Read Kristy for President Page 4


  Claudia nodded. “Well, we could use them both …”

  “Whichever we choose, we can’t do that right away,” said Stacey, being practical. “To make buttons we need dozens and dozens of the same design.”

  “You’re right, Stace. I need to make a whole sheet of designs, and then we can do color Xeroxes of the sheet and cut the designs out. That’ll save time.”

  “And meanwhile we can start on the posters. And if we don’t finish them this afternoon, I can ask David Michael to help me finish them at home.”

  Claudia started pulling out newspapers to spread around on the floor, and paint and Magic Markers, and soon we were making posters while Claud concentrated on the sheet of button designs.

  We worked for awhile, and just as I was beginning to think seriously about pizza, there was a knock on the door. Claudia opened it to find her sister, Janine.

  Standing next to each other, Claudia and Janine couldn’t have looked more different, even though that day Claudia was dressed fairly conservatively: white jeans, red shoes with big bows, a tropical jungle shirt with each button shaped like a piece of fruit, and her hair pulled to one side over her shoulder with a banana barrette. But Janine, with her short hair and bangs, her pullover sweater, and plain skirt and loafers, made Claudia look extremely exotic.

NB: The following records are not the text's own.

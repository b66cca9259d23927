//! Schema-driven structured extraction from retrieved chunks.
//!
//! An [`ExtractionSchema`] describes the fields of the target table; the
//! extractor turns it into a function tool for a chat-completion endpoint,
//! forces the model to call that tool over the retrieved chunk records, and
//! returns the tool arguments' `records` array.

use async_trait::async_trait;
use reqwest::Client;
use serde::{Deserialize, Serialize};
use serde_json::{Map, Value, json};

use crate::config::PipelineConfig;
use crate::embedder::build_authorized_client;
use crate::stores::ScoredChunk;
use crate::types::PipelineError;

/// How a field's column is typed once tabulated.
#[derive(Clone, Copy, Debug, PartialEq, Eq, Serialize, Deserialize)]
#[serde(rename_all = "snake_case")]
pub enum FieldKind {
    /// Parsed into a date column.
    Date,
    /// Coerced to text.
    Text,
    /// Text restricted to a closed set of values; validation of the set is
    /// left to consumers.
    Enum,
}

/// One named field of the extraction target.
#[derive(Clone, Debug, Serialize, Deserialize)]
pub struct Field {
    pub name: String,
    pub description: String,
    pub kind: FieldKind,
    /// Allowed values for [`FieldKind::Enum`] fields.
    #[serde(skip_serializing_if = "Option::is_none")]
    pub allowed_values: Option<Vec<String>>,
    pub required: bool,
}

impl Field {
    pub fn new(name: impl Into<String>, kind: FieldKind, description: impl Into<String>) -> Self {
        Self {
            name: name.into(),
            description: description.into(),
            kind,
            allowed_values: None,
            required: false,
        }
    }

    #[must_use]
    pub fn required(mut self) -> Self {
        self.required = true;
        self
    }

    #[must_use]
    pub fn with_allowed_values<I, S>(mut self, values: I) -> Self
    where
        I: IntoIterator<Item = S>,
        S: Into<String>,
    {
        self.allowed_values = Some(values.into_iter().map(Into::into).collect());
        self
    }
}

/// Ordered set of fields to extract; field order becomes column order.
#[derive(Clone, Debug, Default, Serialize, Deserialize)]
pub struct ExtractionSchema {
    fields: Vec<Field>,
}

impl ExtractionSchema {
    pub fn new() -> Self {
        Self::default()
    }

    #[must_use]
    pub fn with_field(mut self, field: Field) -> Self {
        self.fields.push(field);
        self
    }

    pub fn fields(&self) -> &[Field] {
        &self.fields
    }

    /// The sample schema: date, ticker, and price-target direction.
    pub fn price_target_moves() -> Self {
        Self::new()
            .with_field(
                Field::new(
                    "Date",
                    FieldKind::Date,
                    "The date when the update was made",
                )
                .required(),
            )
            .with_field(
                Field::new(
                    "Ticker",
                    FieldKind::Text,
                    "The ticker of the stock being updated on Date",
                )
                .required(),
            )
            .with_field(
                Field::new(
                    "Direction",
                    FieldKind::Enum,
                    "Price target 'raised' or 'lowered' on Date",
                )
                .with_allowed_values(["raised", "lowered"])
                .required(),
            )
    }

    /// JSON-Schema parameters for the extraction tool: a `records` array of
    /// objects with one property per field.
    pub fn tool_parameters(&self) -> Value {
        let mut properties = Map::new();
        let mut required = Vec::new();
        for field in &self.fields {
            let mut prop = Map::new();
            prop.insert("type".to_string(), json!("string"));
            prop.insert("description".to_string(), json!(field.description));
            if let Some(values) = &field.allowed_values {
                prop.insert("enum".to_string(), json!(values));
            }
            properties.insert(field.name.clone(), Value::Object(prop));
            if field.required {
                required.push(field.name.clone());
            }
        }

        json!({
            "type": "object",
            "properties": {
                "records": {
                    "type": "array",
                    "description": "One object per extracted row",
                    "items": {
                        "type": "object",
                        "properties": properties,
                        "required": required,
                    }
                }
            },
            "required": ["records"]
        })
    }
}

/// Extracts schema-shaped records from retrieved chunks.
#[async_trait]
pub trait FieldExtractor: Send + Sync {
    async fn extract(
        &self,
        schema: &ExtractionSchema,
        chunks: &[ScoredChunk],
    ) -> Result<Vec<Map<String, Value>>, PipelineError>;
}

const TOOL_NAME: &str = "record_rows";

/// Chat-completion extractor using forced function calling.
#[derive(Clone)]
pub struct OpenAiExtractor {
    client: Client,
    endpoint: String,
    model: String,
}

impl OpenAiExtractor {
    pub fn new(config: &PipelineConfig) -> Result<Self, PipelineError> {
        let client = build_authorized_client(&config.openai_api_key)?;
        Ok(Self {
            client,
            endpoint: format!(
                "{}/chat/completions",
                config.openai_api_base.trim_end_matches('/')
            ),
            model: config.chat_model.clone(),
        })
    }

    fn build_request(&self, schema: &ExtractionSchema, chunks: &[ScoredChunk]) -> Value {
        let mut messages = vec![
            json!({
                "role": "system",
                "content": "You are an assistant that extracts structured data from SEC filings."
            }),
            json!({
                "role": "assistant",
                "content": format!(
                    "Schema for extraction: {}",
                    serde_json::to_string(schema).unwrap_or_default()
                )
            }),
            json!({
                "role": "user",
                "content": "Extract the schema fields from the provided SEC filing chunks."
            }),
        ];
        for chunk in chunks {
            messages.push(json!({
                "role": "assistant",
                "content": serde_json::to_string(&chunk.record).unwrap_or_default()
            }));
        }

        json!({
            "model": self.model,
            "messages": messages,
            "tools": [{
                "type": "function",
                "function": {
                    "name": TOOL_NAME,
                    "description": "Record the rows extracted from the filing chunks.",
                    "parameters": schema.tool_parameters(),
                }
            }],
            "tool_choice": {"type": "function", "function": {"name": TOOL_NAME}}
        })
    }
}

#[async_trait]
impl FieldExtractor for OpenAiExtractor {
    async fn extract(
        &self,
        schema: &ExtractionSchema,
        chunks: &[ScoredChunk],
    ) -> Result<Vec<Map<String, Value>>, PipelineError> {
        let request = self.build_request(schema, chunks);
        let response = self
            .client
            .post(&self.endpoint)
            .json(&request)
            .send()
            .await?
            .error_for_status()?;
        let parsed: ChatResponse = response.json().await?;

        let arguments = parsed
            .choices
            .into_iter()
            .next()
            .and_then(|choice| choice.message.tool_calls)
            .and_then(|calls| calls.into_iter().next())
            .map(|call| call.function.arguments)
            .ok_or_else(|| {
                PipelineError::MalformedResponse(
                    "chat completion contained no tool call".to_string(),
                )
            })?;

        let extracted: ExtractedRecords = serde_json::from_str(&arguments).map_err(|err| {
            PipelineError::MalformedResponse(format!("unparsable tool arguments: {err}"))
        })?;
        Ok(extracted.records)
    }
}

#[derive(Deserialize)]
struct ChatResponse {
    choices: Vec<ChatChoice>,
}

#[derive(Deserialize)]
struct ChatChoice {
    message: ChatMessage,
}

#[derive(Deserialize)]
struct ChatMessage {
    tool_calls: Option<Vec<ToolCall>>,
}

#[derive(Deserialize)]
struct ToolCall {
    function: ToolFunction,
}

#[derive(Deserialize)]
struct ToolFunction {
    arguments: String,
}

#[derive(Deserialize)]
struct ExtractedRecords {
    records: Vec<Map<String, Value>>,
}

#[cfg(test)]
mod tests {
    use super::*;
    use crate::stores::ChunkRecord;
    use httpmock::prelude::*;

    fn chunk(content: &str) -> ScoredChunk {
        ScoredChunk {
            record: ChunkRecord {
                id: "c1".to_string(),
                cik: "789019".to_string(),
                filing_type: "10-K".to_string(),
                accession: "0000789019-25-000049".to_string(),
                filing_date: "2025-01-30".to_string(),
                source_url: "https://example.com/doc.htm".to_string(),
                chunk_index: 0,
                content: content.to_string(),
            },
            score: 0.1,
        }
    }

    #[test]
    fn tool_parameters_mirror_the_schema() {
        let params = ExtractionSchema::price_target_moves().tool_parameters();
        let items = &params["properties"]["records"]["items"];

        assert_eq!(items["properties"]["Date"]["type"], "string");
        assert_eq!(
            items["properties"]["Direction"]["enum"],
            json!(["raised", "lowered"])
        );
        assert_eq!(items["required"], json!(["Date", "Ticker", "Direction"]));
    }

    #[test]
    fn request_carries_one_message_per_chunk_and_forces_the_tool() {
        let config = PipelineConfig::new("sk-test", "agent");
        let extractor = OpenAiExtractor::new(&config).unwrap();
        let schema = ExtractionSchema::price_target_moves();
        let request =
            extractor.build_request(&schema, &[chunk("chunk one"), chunk("chunk two")]);

        assert_eq!(request["messages"].as_array().unwrap().len(), 3 + 2);
        assert_eq!(request["tool_choice"]["function"]["name"], TOOL_NAME);
    }

    #[tokio::test]
    async fn extract_parses_tool_call_arguments() {
        let server = MockServer::start_async().await;
        let arguments = serde_json::to_string(&json!({
            "records": [
                {"Date": "2025-01-30", "Ticker": "MSFT", "Direction": "raised"}
            ]
        }))
        .unwrap();
        server
            .mock_async(move |when, then| {
                when.method(POST).path("/chat/completions");
                then.status(200).json_body(json!({
                    "choices": [{
                        "message": {
                            "tool_calls": [{
                                "function": {"name": TOOL_NAME, "arguments": arguments}
                            }]
                        }
                    }]
                }));
            })
            .await;

        let config =
            PipelineConfig::new("sk-test", "agent").with_openai_api_base(&server.base_url());
        let extractor = OpenAiExtractor::new(&config).unwrap();
        let records = extractor
            .extract(&ExtractionSchema::price_target_moves(), &[chunk("text")])
            .await
            .unwrap();

        assert_eq!(records.len(), 1);
        assert_eq!(records[0]["Ticker"], "MSFT");
    }

    #[tokio::test]
    async fn missing_tool_call_is_malformed() {
        let server = MockServer::start_async().await;
        server
            .mock_async(|when, then| {
                when.method(POST).path("/chat/completions");
                then.status(200)
                    .json_body(json!({"choices": [{"message": {"content": "no tools"}}]}));
            })
            .await;

        let config =
            PipelineConfig::new("sk-test", "agent").with_openai_api_base(&server.base_url());
        let extractor = OpenAiExtractor::new(&config).unwrap();
        let err = extractor
            .extract(&ExtractionSchema::price_target_moves(), &[chunk("text")])
            .await
            .unwrap_err();
        assert!(matches!(err, PipelineError::MalformedResponse(_)));
    }
}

  “I believe you would be glad to know that a pizza delivery has just been effected,” said Janine. She talks like that all the time. It’s part of being a genius.

  “Right,” said Claudia. I got up, pulling the money out of my pocket, and ran downstairs with her.

  When we got back upstairs, carrying the pizza and balancing napkins and plates and Diet Cokes, Janine had stepped into the room and was studying the posters we’d finished and propped against one wall to dry.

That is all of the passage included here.